The idealized world of free trade
The establishment of the modern trade system was predicated on the belief that we could reasonably aspire to some approximation of the idealized world of free trade that has been sketched out in economic textbooks since the days of David Ricardo. According to this vision, reducing barriers to trade and facilitating cross-border commerce would bring higher quality goods, lower prices, increased levels of real wealth, and a higher standard of living. Of course, it was understood that the intensified competition brought by free trade would create “losers” as well as “winners”, but the overall gains from free trade would more than offset the losses.
The main imperative was to move towards free trade in a methodical and deliberate manner. The GATT, the WTO, and the myriad of regional and bilateral free trade agreements that began to proliferate in the 1990s were all intended to move us incrementally towards the goal of free trade.

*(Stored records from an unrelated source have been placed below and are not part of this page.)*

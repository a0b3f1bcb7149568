//! Coordinate offset application and bounded offset search.
//!
//! Offsets here are additive shifts: an event at `p` moves to `p + shift`.
//! Shifts are in the event's own units, so callers convert a nucleotide
//! shift with [`protein_shift`] before moving protein events.

use super::validate::ReferenceEvent;
use crate::error::MaveError;
use crate::sequence::SequenceModel;
use serde::{Deserialize, Serialize};

/// Minimum hit rate a mismatching candidate must exceed to be accepted.
pub const HIT_RATE_THRESHOLD: f64 = 0.9;

/// One scored shift.
#[derive(Debug, Clone, Copy, PartialEq, Serialize, Deserialize)]
pub struct OffsetCandidate {
    pub offset: i64,
    /// Fraction of events whose reference agrees after the shift.
    pub hit_rate: f64,
    pub mismatch_found: bool,
}

/// Residue shift for a nucleotide shift, truncated toward zero.
pub fn protein_shift(nucleotide_shift: i64) -> i64 {
    nucleotide_shift.signum() * (nucleotide_shift.abs() / 3)
}

/// Applies shifts to events and searches for a better shift when the
/// declared one does not fit the reference.
#[derive(Debug, Clone, Copy)]
pub struct OffsetResolver<'a> {
    model: &'a SequenceModel,
}

impl<'a> OffsetResolver<'a> {
    pub fn new(model: &'a SequenceModel) -> Self {
        Self { model }
    }

    /// Shift one event and validate it against the reference.
    pub fn apply<E: ReferenceEvent>(&self, event: &E, shift: i64) -> Result<E, MaveError> {
        let moved = event.shifted(shift)?;
        moved.check_reference(self.model)?;
        Ok(moved)
    }

    /// Shift and validate every event, failing on the first bad one.
    pub fn apply_group<E: ReferenceEvent>(
        &self,
        events: &[E],
        shift: i64,
    ) -> Result<Vec<E>, MaveError> {
        events.iter().map(|e| self.apply(e, shift)).collect()
    }

    /// Score a shift over all events. Events that leave the reference or
    /// fail to move count as mismatches.
    pub fn score<E: ReferenceEvent>(&self, events: &[E], shift: i64) -> OffsetCandidate {
        let matches = events
            .iter()
            .filter(|e| self.apply(*e, shift).is_ok())
            .count();
        let mismatches = events.len() - matches;
        let hit_rate = if events.is_empty() {
            0.0
        } else {
            matches as f64 / events.len() as f64
        };
        OffsetCandidate {
            offset: shift,
            hit_rate,
            mismatch_found: mismatches > 0,
        }
    }

    /// Candidate shifts in search order, without repeats.
    pub fn candidates(declared: i64) -> Vec<i64> {
        let mut out = Vec::with_capacity(5);
        for c in [declared, 0, declared - 1, declared + 1, -1] {
            if !out.contains(&c) {
                out.push(c);
            }
        }
        out
    }

    /// Pick a shift for `events`.
    ///
    /// Returns the first candidate with no mismatches, or else the candidate
    /// with the best hit rate above [`HIT_RATE_THRESHOLD`] (earliest wins
    /// ties). `None` means no shift is acceptable and the events must not be
    /// used.
    pub fn resolve_with_search<E: ReferenceEvent>(
        &self,
        events: &[E],
        declared: i64,
    ) -> Option<OffsetCandidate> {
        let mut best: Option<OffsetCandidate> = None;
        let mut threshold = HIT_RATE_THRESHOLD;

        for shift in Self::candidates(declared) {
            let candidate = self.score(events, shift);
            if !candidate.mismatch_found {
                return Some(candidate);
            }
            if candidate.hit_rate > threshold {
                threshold = candidate.hit_rate;
                best = Some(candidate);
            }
        }

        best
    }

    /// Like [`resolve_with_search`](Self::resolve_with_search), with the
    /// failure escalated as [`MaveError::UnresolvableOffset`].
    pub fn resolve<E: ReferenceEvent>(
        &self,
        events: &[E],
        declared: i64,
    ) -> Result<OffsetCandidate, MaveError> {
        self.resolve_with_search(events, declared).ok_or_else(|| {
            let best_hit_rate = Self::candidates(declared)
                .into_iter()
                .map(|shift| self.score(events, shift).hit_rate)
                .fold(0.0, f64::max);
            MaveError::UnresolvableOffset {
                declared,
                best_hit_rate,
            }
        })
    }
}
//! Codon change rendering.
//!
//! Saturation mutagenesis tools often report variants as a pair of codons at
//! a residue position. This renders the change as a coding variant.

use crate::error::MaveError;
use crate::event::WILD_TYPE;
use crate::sequence::Codon;

/// Render the change from `target_codon` to `variant_codon` at residue
/// `aa_position` as a MAVE-HGVS coding variant.
///
/// Adjacent two-base changes become a delins when `prefer_delins` is set;
/// changes at the first and third base are always listed separately.
///
/// ```
/// use ferro_mave::legacy::codon_change_to_mave;
///
/// assert_eq!(codon_change_to_mave("ATG", "ATC", 1, true).unwrap(), "c.3G>C");
/// assert_eq!(codon_change_to_mave("ATG", "CCG", 2, true).unwrap(), "c.4_5delinsCC");
/// assert_eq!(codon_change_to_mave("ATG", "CTC", 2, true).unwrap(), "c.[4A>C;6G>C]");
/// ```
pub fn codon_change_to_mave(
    target_codon: &str,
    variant_codon: &str,
    aa_position: i64,
    prefer_delins: bool,
) -> Result<String, MaveError> {
    let target = parse_codon(target_codon, "target")?;
    let variant = parse_codon(variant_codon, "variant")?;
    if aa_position < 1 {
        return Err(MaveError::InvalidPosition {
            position: aa_position,
            msg: "amino acid positions start at 1".to_string(),
        });
    }
    if target == variant {
        return Ok(WILD_TYPE.to_string());
    }

    let start = 3 * (aa_position - 1) + 1;
    let t = target.bases();
    let v = variant.bases();
    let changed = [t[0] != v[0], t[1] != v[1], t[2] != v[2]];
    let sub = |i: usize| format!("{}{}>{}", start + i as i64, t[i], v[i]);
    let delins = |from: usize, to: usize| {
        let bases: String = v[from..=to].iter().map(|b| b.to_char()).collect();
        format!("{}_{}delins{}", start + from as i64, start + to as i64, bases)
    };

    let edit = match changed {
        [true, false, false] => sub(0),
        [false, true, false] => sub(1),
        [false, false, true] => sub(2),
        [true, false, true] => format!("[{};{}]", sub(0), sub(2)),
        [true, true, false] if prefer_delins => delins(0, 1),
        [true, true, false] => format!("[{};{}]", sub(0), sub(1)),
        [false, true, true] if prefer_delins => delins(1, 2),
        [false, true, true] => format!("[{};{}]", sub(1), sub(2)),
        _ => delins(0, 2),
    };
    Ok(format!("c.{}", edit))
}

fn parse_codon(codon: &str, role: &str) -> Result<Codon, MaveError> {
    Codon::parse(codon).ok_or_else(|| MaveError::InvalidSequence {
        msg: format!("invalid {} codon '{}'", role, codon),
    })
}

Unfortunately, after a seven-decade pursuit of that ideal, there seems to be an increasing recognition that the real world of trade is simply not operating in the way we hoped. For starters, not all countries are playing the same game by the same set of rules. The two largest economies in the world, the US and China, operate under fundamentally different economic systems. As increased trade has led to deepening economic integration, the incompatibilities between these different systems have become more apparent. How can private US companies compete against state-supported Chinese companies which benefit from compliant banking and regulatory systems, captive domestic customers, a playing field tilted against foreign competitors, and generous (often opaque) subsidies? Unfortunately, neither David Ricardo nor the WTO have been of much help in resolving that question.
We have also learned that trade does not take place in an antiseptic vacuum. It is shaped and frequently distorted by a host of considerations that have nothing to do with trade, including geopolitical rivalries, domestic political imperatives, differing visions of appropriate environmental and labor standards, and clashing definitions of human rights. The economic textbooks made no provision for the intrusion of these unrelated yet profoundly impactful factors.
These messy real-world complications have corrupted the way in which the free trade model was expected to operate, resulting in diminished benefits and unanticipated – and often unwanted – outcomes.